Vatican City, Apr 15, 2022 / 11:15 am (CNA).
A top cardinal at the Vatican has confirmed Pope Francis’ apprehension about Germany’s “Synodal Path,” telling EWTN in an exclusive interview that critics have raised “legitimate concerns” about the controversial re-assessment of Church teaching on sexual morality and other critical issues.
“I very much hope that the German bishops will not simply defend themselves but really enter into a dialogue. Because there are legitimate concerns behind this that have to be taken seriously,” Cardinal Kurt Koch said Thursday.
The Swiss cardinal, president of the Pontifical Council for Christian Unity, spoke to EWTN Vatican Bureau Chief Andreas Thonhauser for an upcoming broadcast of the EWTN news magazine “Vaticano.”
In the same conversation, Koch also discussed the situation in Ukraine, affirming Pope Francis’ view that any religious justification for the war is “blasphemy.”
Concerning the Synodal Path, Koch referred to a growing chorus of concern expressed by Church leaders around the world about its call for sweeping changes to the Church’s teaching on homosexuality and other issues.
Koch recalled the “fraternal concern” expressed by the Polish Catholic bishops, the alarm of the Nordic Bishops’ Conference, as well as the recent “fraternal open letter” signed by four cardinals and more than 80 bishops warning that the ongoing process in Germany could undermine the Church’s credibility and lead to schism.
Koch called for a dialogue about “what the Holy Father and what the German bishops each understand by the Synodal Way,” adding these were two distinct meanings.
“I don’t see these as identical.
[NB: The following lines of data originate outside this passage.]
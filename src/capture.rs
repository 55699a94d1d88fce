//! The data recorded from a matching request.

use std::collections::HashMap;

use bytes::Bytes;
use serde_json::Value;

/// A captured request.
#[derive(Debug)]
pub struct CapturedRequest {
    /// Query parameters. Empty if the url had no query string. When a key
    /// repeats, the last value wins.
    pub query: HashMap<String, String>,
    /// The body parsed as JSON, or `Value::Null` when no body was sent.
    pub body: Value,
    /// The full request as received, including the unparsed body bytes.
    pub raw: http::Request<Bytes>,
}

impl CapturedRequest {
    /// Parse a complete request into a capture.
    ///
    /// Fails only if the body is non-empty and not valid JSON.
    pub fn from_request(raw: http::Request<Bytes>) -> Result<Self, serde_json::Error> {
        let query = parse_query(raw.uri().query().unwrap_or(""));
        let body = parse_body(raw.body())?;
        Ok(CapturedRequest { query, body, raw })
    }

    /// Deserialize the captured body into `T`.
    pub fn body_as<T>(&self) -> Result<T, serde_json::Error>
    where
        T: serde::de::DeserializeOwned,
    {
        T::deserialize(&self.body)
    }

    /// The request method.
    pub fn method(&self) -> &http::Method {
        self.raw.method()
    }

    /// The request path, without the query string.
    pub fn path(&self) -> &str {
        self.raw.uri().path()
    }

    /// The request headers.
    pub fn headers(&self) -> &http::HeaderMap {
        self.raw.headers()
    }
}

fn parse_query(query: &str) -> HashMap<String, String> {
    form_urlencoded::parse(query.as_bytes())
        .into_owned()
        .collect()
}

fn parse_body(body: &[u8]) -> Result<Value, serde_json::Error> {
    if body.is_empty() {
        return Ok(Value::Null);
    }
    serde_json::from_slice(body)
}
For the pope, synodality is … a spiritual event. That is, he invites us to listen to one another and, in listening to one another, to listen to the Holy Spirit for what he wants to say to us,” Koch explained.
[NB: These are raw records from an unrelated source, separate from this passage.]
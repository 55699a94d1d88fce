//! Capture a single outbound HTTP request in a test.
//!
//! [wait_for_request] starts a throwaway server, waits for one request whose
//! path starts with the configured prefix, answers it with a canned response
//! and hands back the query parameters and JSON body it carried. The server
//! is gone by the time the future resolves.
//!
//! ```no_run
//! use httpcapture::{wait_for_request, Config};
//! # async fn run() -> httpcapture::Result<()> {
//! let capture = tokio::spawn(wait_for_request(Config::default().port(3001).path("/hook")));
//! // ... run the code under test, pointing it at http://localhost:3001/hook ...
//! let captured = capture.await.expect("capture task panicked")?;
//! assert_eq!(Some("1"), captured.query.get("attempt").map(String::as_str));
//! # Ok(())
//! # }
//! ```

pub mod capture;
pub mod config;
pub mod error;
pub mod matchers;
pub mod responders;
pub mod server;

pub use capture::CapturedRequest;
pub use config::Config;
pub use error::{Error, Result};
pub use server::wait_for_request;
pub use server::CaptureServer;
“In Germany, I have the impression that synodality consists in dealing with the structures, something that Pope Francis already urged very energetically in his “Letter to the People of God” in Germany, that it is first and foremost not about structures but spirituality. And secondly, that the synodality on the whole should serve evangelization, as the pope has now also established in the Apostolic Constitution for the Roman Curia.”
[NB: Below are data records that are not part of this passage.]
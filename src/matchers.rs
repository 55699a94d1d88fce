//! Matcher deciding which requests get captured.

use std::fmt;

/// Decide whether an incoming request should be captured.
pub trait Matcher<B>: Send + Sync + fmt::Debug {
    /// true if the request matches.
    fn matches(&self, req: &http::Request<B>) -> bool;
}

/// Match requests whose path starts with `prefix`.
///
/// Only the path is compared; the query string is ignored.
pub fn path_prefix(prefix: impl Into<String>) -> PathPrefix {
    PathPrefix(prefix.into())
}

/// The `PathPrefix` matcher returned by [path_prefix()](fn.path_prefix.html)
#[derive(Debug, Clone)]
pub struct PathPrefix(String);

impl PathPrefix {
    /// The prefix being matched.
    pub fn prefix(&self) -> &str {
        &self.0
    }
}

impl<B> Matcher<B> for PathPrefix {
    fn matches(&self, req: &http::Request<B>) -> bool {
        let path = req.uri().path();
        let matched = path.starts_with(self.0.as_str());
        log::debug!(
            "Matching {:?} with path: {:?} {}",
            self,
            path,
            if matched { "matches" } else { "does not match" }
        );
        matched
    }
}

#[cfg(test)]
mod tests {
    use super::*;

    fn req(uri: &str) -> http::Request<()> {
        http::Request::get(uri).body(()).unwrap()
    }

    #[test]
    fn test_root_matches_everything() {
        let m = path_prefix("/");
        assert!(m.matches(&req("http://localhost/")));
        assert!(m.matches(&req("http://localhost/anything/at/all?x=1")));
        assert!(m.matches(&req("/relative")));
    }

    #[test]
    fn test_prefix_not_exact() {
        let m = path_prefix("/test");
        assert!(m.matches(&req("/test")));
        assert!(m.matches(&req("/test/child")));
        assert!(m.matches(&req("/testing")));
        assert!(m.matches(&req("/test?name=value")));
        assert!(!m.matches(&req("/wrong")));
        assert!(!m.matches(&req("/tes")));
        assert!(!m.matches(&req("/other/test")));
    }

    #[test]
    fn test_query_is_not_part_of_path() {
        let m = path_prefix("/search?q=");
        assert!(!m.matches(&req("/search?q=rust")));
        assert_eq!("/search?q=", m.prefix());
    }
}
Pope Francis addressed Catholics in Germany directly in a historic 28-page letter in 2019. In it, addressing what he called the “erosion” and “decline of the faith” in the country, the pope called on the faithful to convert, pray, and fast — and he urged them to proclaim the Gospel.
The proclamation of the faith is the first and proper mission of the Church, and thus this must also be the goal of a “synodal journey,” the pontiff exhorted at the time.
Koch told EWTN that Pope Francis gives the highest priority to this proclamation of the faith.
“Against this background,” the cardinal said, “one must also understand his letter to Germany, which I do not have the impression has really been taken into full consideration.”